The FDA needs data to show that the rate of dissolution of the new drug is sufficiently similar to the old one to be safe. This testing approach has been used for decades, but there is an obvious flaw: “The fluid flow dynamics in the device bears no relation to fluid dynamics in the intestinal tract,” Brasseur said.

Think of it this way: when making a strawberry smoothie, you mix the ingredients in a whirring blender until they’re uniform. If you instead simply ate the raw ingredients unblended, they are eventually digested in your stomach to a similar consistency as the smoothie in a blender, but no one would argue the process is the similar.

Drug Transport

Brasseur’s work will focus on the development of physiologically correct CFD models of the intestines, especially the impact of intestinal contractions on the movement of TPEs and biologics molecules.

These models will be paired with molecular dynamics models of the impact of TPEs on the intestinal epithelium and the transport of biologics molecules across the epithelium into the blood stream. It is no easy task, requiring computationally-expensive simulations with supercomputers.

Brasseur’s research in drug transport and absorption originated in a series of events during his postdoctoral research at Johns Hopkins University in the 1980s.

“I was working in turbulence and fluid dynamics. My advisor was famous in that field, but also liked to dabble in different things. He would have meetings with medical researchers from Johns Hopkins Hospital who specialized in swallowing disorders. It had nothing to do with turbulence, but I was sitting in on these meetings and I got interested,” Brasseur said.

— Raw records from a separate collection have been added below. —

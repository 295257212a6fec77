//! Conversions between decimal, fractional, American and implied-probability
//! odds. Every conversion goes through decimal odds, the canonical form.
//!
//!   fractional = decimal − 1
//!   american   = (decimal − 1)·100        if decimal ≥ 2.0
//!              = −100 / (decimal − 1)     otherwise
//!   implied    = 1 / decimal

use crate::error::{check_probability, EngineError, Result};
use crate::models::{Odds, OddsFormat};

/// Convert `value` quoted in `from` into validated decimal odds.
pub fn to_decimal(value: f64, from: OddsFormat) -> Result<Odds> {
    if !value.is_finite() {
        return Err(EngineError::InvalidOdds {
            value,
            reason: "odds must be finite",
        });
    }
    let decimal = match from {
        OddsFormat::Decimal => value,
        OddsFormat::Fractional => {
            if value <= 0.0 {
                return Err(EngineError::InvalidOdds {
                    value,
                    reason: "fractional odds must be positive",
                });
            }
            value + 1.0
        }
        OddsFormat::American => american_to_decimal(value)?,
        OddsFormat::ImpliedProbability => {
            let p = check_probability(value)?;
            1.0 / p
        }
    };
    Odds::new(decimal)
}

/// Express decimal odds in the requested format.
pub fn from_decimal(odds: Odds, to: OddsFormat) -> f64 {
    let d = odds.decimal();
    match to {
        OddsFormat::Decimal => d,
        OddsFormat::Fractional => d - 1.0,
        OddsFormat::American => {
            if d >= 2.0 {
                (d - 1.0) * 100.0
            } else {
                -100.0 / (d - 1.0)
            }
        }
        OddsFormat::ImpliedProbability => 1.0 / d,
    }
}

/// Convert an odds value between any two representations.
pub fn convert(value: f64, from: OddsFormat, to: OddsFormat) -> Result<f64> {
    let decimal = to_decimal(value, from)?;
    Ok(from_decimal(decimal, to))
}

fn american_to_decimal(american: f64) -> Result<f64> {
    if american == 0.0 {
        return Err(EngineError::InvalidOdds {
            value: american,
            reason: "american odds cannot be zero",
        });
    }
    // Between -100 and +100 there is no decimal price above evens-minus.
    if american.abs() < 100.0 {
        return Err(EngineError::InvalidOdds {
            value: american,
            reason: "american odds must be at least +100 or at most -100",
        });
    }
    if american > 0.0 {
        Ok(american / 100.0 + 1.0)
    } else {
        Ok(100.0 / american.abs() + 1.0)
    }
}

/// Parse fractional odds written as `"5/2"`, `"evs"` or a bare number.
pub fn parse_fractional(s: &str) -> Result<Odds> {
    let trimmed = s.trim();
    let invalid = |reason| EngineError::InvalidOdds {
        value: f64::NAN,
        reason,
    };
    if trimmed.eq_ignore_ascii_case("evs") || trimmed.eq_ignore_ascii_case("evens") {
        return Odds::new(2.0);
    }
    let value = match trimmed.split_once('/') {
        Some((num, den)) => {
            let num: f64 = num
                .trim()
                .parse()
                .map_err(|_| invalid("fractional numerator is not a number"))?;
            let den: f64 = den
                .trim()
                .parse()
                .map_err(|_| invalid("fractional denominator is not a number"))?;
            if den == 0.0 {
                return Err(invalid("fractional denominator is zero"));
            }
            num / den
        }
        None => trimmed
            .parse()
            .map_err(|_| invalid("fractional odds are not a number"))?,
    };
    to_decimal(value, OddsFormat::Fractional)
}

#[cfg(test)]
mod tests {
    use super::*;
    use approx::assert_relative_eq;

    #[test]
    fn decimal_to_american_favourite_and_underdog() {
        assert_relative_eq!(
            convert(2.5, OddsFormat::Decimal, OddsFormat::American).unwrap(),
            150.0,
            epsilon = 1e-9
        );
        assert_relative_eq!(
            convert(1.5, OddsFormat::Decimal, OddsFormat::American).unwrap(),
            -200.0,
            epsilon = 1e-9
        );
        // Evens sits on the positive branch
        assert_relative_eq!(
            convert(2.0, OddsFormat::Decimal, OddsFormat::American).unwrap(),
            100.0,
            epsilon = 1e-9
        );
    }

    #[test]
    fn american_to_decimal_both_signs() {
        assert_relative_eq!(
            convert(150.0, OddsFormat::American, OddsFormat::Decimal).unwrap(),
            2.5,
            epsilon = 1e-9
        );
        assert_relative_eq!(
            convert(-200.0, OddsFormat::American, OddsFormat::Decimal).unwrap(),
            1.5,
            epsilon = 1e-9
        );
        assert_relative_eq!(
            convert(-100.0, OddsFormat::American, OddsFormat::Decimal).unwrap(),
            2.0,
            epsilon = 1e-9
        );
    }

    #[test]
    fn american_round_trip_recovers_decimal() {
        let mut d = 1.01;
        while d < 50.0 {
            let american = convert(d, OddsFormat::Decimal, OddsFormat::American).unwrap();
            let back = convert(american, OddsFormat::American, OddsFormat::Decimal).unwrap();
            assert!((back - d).abs() < 1e-2, "round trip {} -> {} -> {}", d, american, back);
            d += 0.07;
        }
    }

    #[test]
    fn fractional_and_implied() {
        assert_relative_eq!(
            convert(3.5, OddsFormat::Decimal, OddsFormat::Fractional).unwrap(),
            2.5,
            epsilon = 1e-9
        );
        assert_relative_eq!(
            convert(2.5, OddsFormat::Fractional, OddsFormat::Decimal).unwrap(),
            3.5,
            epsilon = 1e-9
        );
        assert_relative_eq!(
            convert(4.0, OddsFormat::Decimal, OddsFormat::ImpliedProbability).unwrap(),
            0.25,
            epsilon = 1e-9
        );
        assert_relative_eq!(
            convert(0.25, OddsFormat::ImpliedProbability, OddsFormat::Decimal).unwrap(),
            4.0,
            epsilon = 1e-9
        );
    }

    #[test]
    fn rejects_invalid_inputs() {
        assert!(matches!(
            convert(1.0, OddsFormat::Decimal, OddsFormat::American),
            Err(EngineError::InvalidOdds { .. })
        ));
        assert!(matches!(
            convert(0.0, OddsFormat::American, OddsFormat::Decimal),
            Err(EngineError::InvalidOdds { .. })
        ));
        assert!(convert(50.0, OddsFormat::American, OddsFormat::Decimal).is_err());
        assert!(convert(f64::INFINITY, OddsFormat::Decimal, OddsFormat::Decimal).is_err());
        // Certainty has no price above 1.0
        assert!(matches!(
            convert(1.0, OddsFormat::ImpliedProbability, OddsFormat::Decimal),
            Err(EngineError::InvalidOdds { .. })
        ));
        assert!(matches!(
            convert(1.5, OddsFormat::ImpliedProbability, OddsFormat::Decimal),
            Err(EngineError::InvalidProbability { .. })
        ));
    }

    #[test]
    fn parses_fractional_strings() {
        assert_relative_eq!(parse_fractional("5/2").unwrap().decimal(), 3.5, epsilon = 1e-9);
        assert_relative_eq!(parse_fractional(" 1/4 ").unwrap().decimal(), 1.25, epsilon = 1e-9);
        assert_relative_eq!(parse_fractional("evs").unwrap().decimal(), 2.0, epsilon = 1e-9);
        assert_relative_eq!(parse_fractional("3").unwrap().decimal(), 4.0, epsilon = 1e-9);
        assert!(parse_fractional("5/0").is_err());
        assert!(parse_fractional("abc").is_err());
    }
}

Before long, part of his own research evolved to focus on the physiology and mechanics of the gastrointestinal system, which eventually lead to research programs in gastro-intestinal pharmaceutics. The new research program with Uppsala University is in its early stage, but the hope is that this program will lead to major new discoveries and developments in the pharmaceutical science of biologics drug absorption.

“This is fundamental science. It could be a decade or two, but to develop a better understanding of the gastro-intestinal transport and oral absorption of biologics would be very exciting,” Brasseur said. “If we can make any advances at all in understanding how to design feasible oral delivery of biologics, it could have a huge impact.”